(What to work on)
Reproduce the entries below character for character.

Saved data entries:
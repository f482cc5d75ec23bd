//! PM2.5 air quality bands and CO2 comfort levels

use serde::{Deserialize, Serialize};
use std::fmt;

use crate::reading::{Co2Reading, PmReading};

/// Qualitative air quality, ordered from best to worst
#[derive(Debug, Clone, Copy, PartialEq, Eq, PartialOrd, Ord, Hash, Serialize, Deserialize)]
pub enum AirQuality {
    /// PM2.5 up to 12
    Good,
    /// Up to 35
    Moderate,
    /// Up to 55
    UnhealthyForSensitive,
    /// Up to 150
    Unhealthy,
    /// Up to 250
    VeryUnhealthy,
    /// Above 250, or no usable value
    Hazardous,
}

/// Inclusive PM2.5 upper bounds (µg/m³); anything above the last is hazardous
const THRESHOLDS: [(f64, AirQuality); 5] = [
    (12.0, AirQuality::Good),
    (35.0, AirQuality::Moderate),
    (55.0, AirQuality::UnhealthyForSensitive),
    (150.0, AirQuality::Unhealthy),
    (250.0, AirQuality::VeryUnhealthy),
];

impl AirQuality {
    /// Band for a PM2.5 concentration in µg/m³
    pub fn from_pm25(pm25: f64) -> Self {
        THRESHOLDS
            .iter()
            .find(|(limit, _)| pm25 <= *limit)
            .map(|&(_, band)| band)
            .unwrap_or(AirQuality::Hazardous)
    }

    /// Band for the atmospheric PM2.5 value of a reading
    pub fn classify(reading: &PmReading) -> Self {
        Self::from_pm25(reading.pm25_atm as f64)
    }

    /// Human readable band name
    pub fn label(&self) -> &'static str {
        match self {
            AirQuality::Good => "Good",
            AirQuality::Moderate => "Moderate",
            AirQuality::UnhealthyForSensitive => "Unhealthy for Sensitive Groups",
            AirQuality::Unhealthy => "Unhealthy",
            AirQuality::VeryUnhealthy => "Very Unhealthy",
            AirQuality::Hazardous => "Hazardous",
        }
    }

    /// 0 (good) through 5 (hazardous)
    pub fn severity(&self) -> u8 {
        *self as u8
    }
}

impl fmt::Display for AirQuality {
    fn fmt(&self, f: &mut fmt::Formatter<'_>) -> fmt::Result {
        f.write_str(self.label())
    }
}

/// Indoor CO2 level, ordered from lowest to highest concentration
#[derive(Debug, Clone, Copy, PartialEq, Eq, PartialOrd, Ord, Hash, Serialize, Deserialize)]
pub enum Co2Level {
    /// Under 400 ppm
    BelowNormal,
    /// 400 to 999 ppm
    Good,
    /// 1000 to 1999 ppm
    Moderate,
    /// 2000 to 4999 ppm
    Poor,
    /// 5000 ppm and above
    VeryPoor,
}

/// Exclusive ppm upper bounds; anything at or above the last is very poor
const CO2_THRESHOLDS: [(u16, Co2Level); 4] = [
    (400, Co2Level::BelowNormal),
    (1000, Co2Level::Good),
    (2000, Co2Level::Moderate),
    (5000, Co2Level::Poor),
];

impl Co2Level {
    /// Level for a CO2 concentration in ppm
    pub fn from_ppm(ppm: u16) -> Self {
        CO2_THRESHOLDS
            .iter()
            .find(|(limit, _)| ppm < *limit)
            .map(|&(_, level)| level)
            .unwrap_or(Co2Level::VeryPoor)
    }

    /// Level of a reading
    pub fn classify(reading: &Co2Reading) -> Self {
        Self::from_ppm(reading.co2_ppm)
    }

    /// Human readable level name
    pub fn label(&self) -> &'static str {
        match self {
            Co2Level::BelowNormal => "Below normal (outdoor level)",
            Co2Level::Good => "Good (acceptable)",
            Co2Level::Moderate => "Moderate (some complaints)",
            Co2Level::Poor => "Poor (drowsiness, stuffiness)",
            Co2Level::VeryPoor => "Very poor (health effects)",
        }
    }
}

impl fmt::Display for Co2Level {
    fn fmt(&self, f: &mut fmt::Formatter<'_>) -> fmt::Result {
        f.write_str(self.label())
    }
}

#[cfg(test)]
mod tests {
    use super::*;

    #[test]
    fn test_boundaries_inclusive() {
        assert_eq!(AirQuality::from_pm25(12.0), AirQuality::Good);
        assert_eq!(AirQuality::from_pm25(12.1), AirQuality::Moderate);
        assert_eq!(AirQuality::from_pm25(35.0), AirQuality::Moderate);
        assert_eq!(AirQuality::from_pm25(55.0), AirQuality::UnhealthyForSensitive);
        assert_eq!(AirQuality::from_pm25(150.0), AirQuality::Unhealthy);
        assert_eq!(AirQuality::from_pm25(250.0), AirQuality::VeryUnhealthy);
        assert_eq!(AirQuality::from_pm25(250.1), AirQuality::Hazardous);
    }

    #[test]
    fn test_severity_ordering() {
        assert_eq!(AirQuality::Good.severity(), 0);
        assert_eq!(AirQuality::Hazardous.severity(), 5);
        assert!(AirQuality::Moderate < AirQuality::Unhealthy);
    }

    #[test]
    fn test_co2_levels() {
        assert_eq!(Co2Level::from_ppm(0), Co2Level::BelowNormal);
        assert_eq!(Co2Level::from_ppm(399), Co2Level::BelowNormal);
        assert_eq!(Co2Level::from_ppm(400), Co2Level::Good);
        assert_eq!(Co2Level::from_ppm(999), Co2Level::Good);
        assert_eq!(Co2Level::from_ppm(1000), Co2Level::Moderate);
        assert_eq!(Co2Level::from_ppm(2000), Co2Level::Poor);
        assert_eq!(Co2Level::from_ppm(4999), Co2Level::Poor);
        assert_eq!(Co2Level::from_ppm(5000), Co2Level::VeryPoor);
        assert_eq!(Co2Level::from_ppm(u16::MAX), Co2Level::VeryPoor);
    }
}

(Exercise response)
repository f482cc5d75ec23bd
//! PM2.5 air quality bands and CO2 comfort levels

use serde::{Deserialize, Serialize};
use std::fmt;

use crate::reading::{Co2Reading, PmReading};

/// Qualitative air quality, ordered from best to worst
#[derive(Debug, Clone, Copy, PartialEq, Eq, PartialOrd, Ord, Hash, Serialize, Deserialize)]
pub enum AirQuality {
    /// PM2.5 up to 12
    Good,
    /// Up to 35
    Moderate,
    /// Up to 55
    UnhealthyForSensitive,
    /// Up to 150
    Unhealthy,
    /// Up to 250
    VeryUnhealthy,
    /// Above 250, or no usable value
    Hazardous,
}

/// Inclusive PM2.5 upper bounds (µg/m³); anything above the last is hazardous
const THRESHOLDS: [(f64, AirQuality); 5] = [
    (12.0, AirQuality::Good),
    (35.0, AirQuality::Moderate),
    (55.0, AirQuality::UnhealthyForSensitive),
    (150.0, AirQuality::Unhealthy),
    (250.0, AirQuality::VeryUnhealthy),
];

impl AirQuality {
    /// Band for a PM2.5 concentration in µg/m³
    pub fn from_pm25(pm25: f64) -> Self {
        THRESHOLDS
            .iter()
            .find(|(limit, _)| pm25 <= *limit)
            .map(|&(_, band)| band)
            .unwrap_or(AirQuality::Hazardous)
    }

    /// Band for the atmospheric PM2.5 value of a reading
    pub fn classify(reading: &PmReading) -> Self {
        Self::from_pm25(reading.pm25_atm as f64)
    }

    /// Human readable band name
    pub fn label(&self) -> &'static str {
        match self {
            AirQuality::Good => "Good",
            AirQuality::Moderate => "Moderate",
            AirQuality::UnhealthyForSensitive => "Unhealthy for Sensitive Groups",
            AirQuality::Unhealthy => "Unhealthy",
            AirQuality::VeryUnhealthy => "Very Unhealthy",
            AirQuality::Hazardous => "Hazardous",
        }
    }

    /// 0 (good) through 5 (hazardous)
    pub fn severity(&self) -> u8 {
        *self as u8
    }
}

impl fmt::Display for AirQuality {
    fn fmt(&self, f: &mut fmt::Formatter<'_>) -> fmt::Result {
        f.write_str(self.label())
    }
}

/// Indoor CO2 level, ordered from lowest to highest concentration
#[derive(Debug, Clone, Copy, PartialEq, Eq, PartialOrd, Ord, Hash, Serialize, Deserialize)]
pub enum Co2Level {
    /// Under 400 ppm
    BelowNormal,
    /// 400 to 999 ppm
    Good,
    /// 1000 to 1999 ppm
    Moderate,
    /// 2000 to 4999 ppm
    Poor,
    /// 5000 ppm and above
    VeryPoor,
}

/// Exclusive ppm upper bounds; anything at or above the last is very poor
const CO2_THRESHOLDS: [(u16, Co2Level); 4] = [
    (400, Co2Level::BelowNormal),
    (1000, Co2Level::Good),
    (2000, Co2Level::Moderate),
    (5000, Co2Level::Poor),
];

impl Co2Level {
    /// Level for a CO2 concentration in ppm
    pub fn from_ppm(ppm: u16) -> Self {
        CO2_THRESHOLDS
            .iter()
            .find(|(limit, _)| ppm < *limit)
            .map(|&(_, level)| level)
            .unwrap_or(Co2Level::VeryPoor)
    }

    /// Level of a reading
    pub fn classify(reading: &Co2Reading) -> Self {
        Self::from_ppm(reading.co2_ppm)
    }

    /// Human readable level name
    pub fn label(&self) -> &'static str {
        match self {
            Co2Level::BelowNormal => "Below normal (outdoor level)",
            Co2Level::Good => "Good (acceptable)",
            Co2Level::Moderate => "Moderate (some complaints)",
            Co2Level::Poor => "Poor (drowsiness, stuffiness)",
            Co2Level::VeryPoor => "Very poor (health effects)",
        }
    }
}

impl fmt::Display for Co2Level {
    fn fmt(&self, f: &mut fmt::Formatter<'_>) -> fmt::Result {
        f.write_str(self.label())
    }
}

#[cfg(test)]
mod tests {
    use super::*;

    #[test]
    fn test_boundaries_inclusive() {
        assert_eq!(AirQuality::from_pm25(12.0), AirQuality::Good);
        assert_eq!(AirQuality::from_pm25(12.1), AirQuality::Moderate);
        assert_eq!(AirQuality::from_pm25(35.0), AirQuality::Moderate);
        assert_eq!(AirQuality::from_pm25(55.0), AirQuality::UnhealthyForSensitive);
        assert_eq!(AirQuality::from_pm25(150.0), AirQuality::Unhealthy);
        assert_eq!(AirQuality::from_pm25(250.0), AirQuality::VeryUnhealthy);
        assert_eq!(AirQuality::from_pm25(250.1), AirQuality::Hazardous);
    }

    #[test]
    fn test_severity_ordering() {
        assert_eq!(AirQuality::Good.severity(), 0);
        assert_eq!(AirQuality::Hazardous.severity(), 5);
        assert!(AirQuality::Moderate < AirQuality::Unhealthy);
    }

    #[test]
    fn test_co2_levels() {
        assert_eq!(Co2Level::from_ppm(0), Co2Level::BelowNormal);
        assert_eq!(Co2Level::from_ppm(399), Co2Level::BelowNormal);
        assert_eq!(Co2Level::from_ppm(400), Co2Level::Good);
        assert_eq!(Co2Level::from_ppm(999), Co2Level::Good);
        assert_eq!(Co2Level::from_ppm(1000), Co2Level::Moderate);
        assert_eq!(Co2Level::from_ppm(2000), Co2Level::Poor);
        assert_eq!(Co2Level::from_ppm(4999), Co2Level::Poor);
        assert_eq!(Co2Level::from_ppm(5000), Co2Level::VeryPoor);
        assert_eq!(Co2Level::from_ppm(u16::MAX), Co2Level::VeryPoor);
    }
}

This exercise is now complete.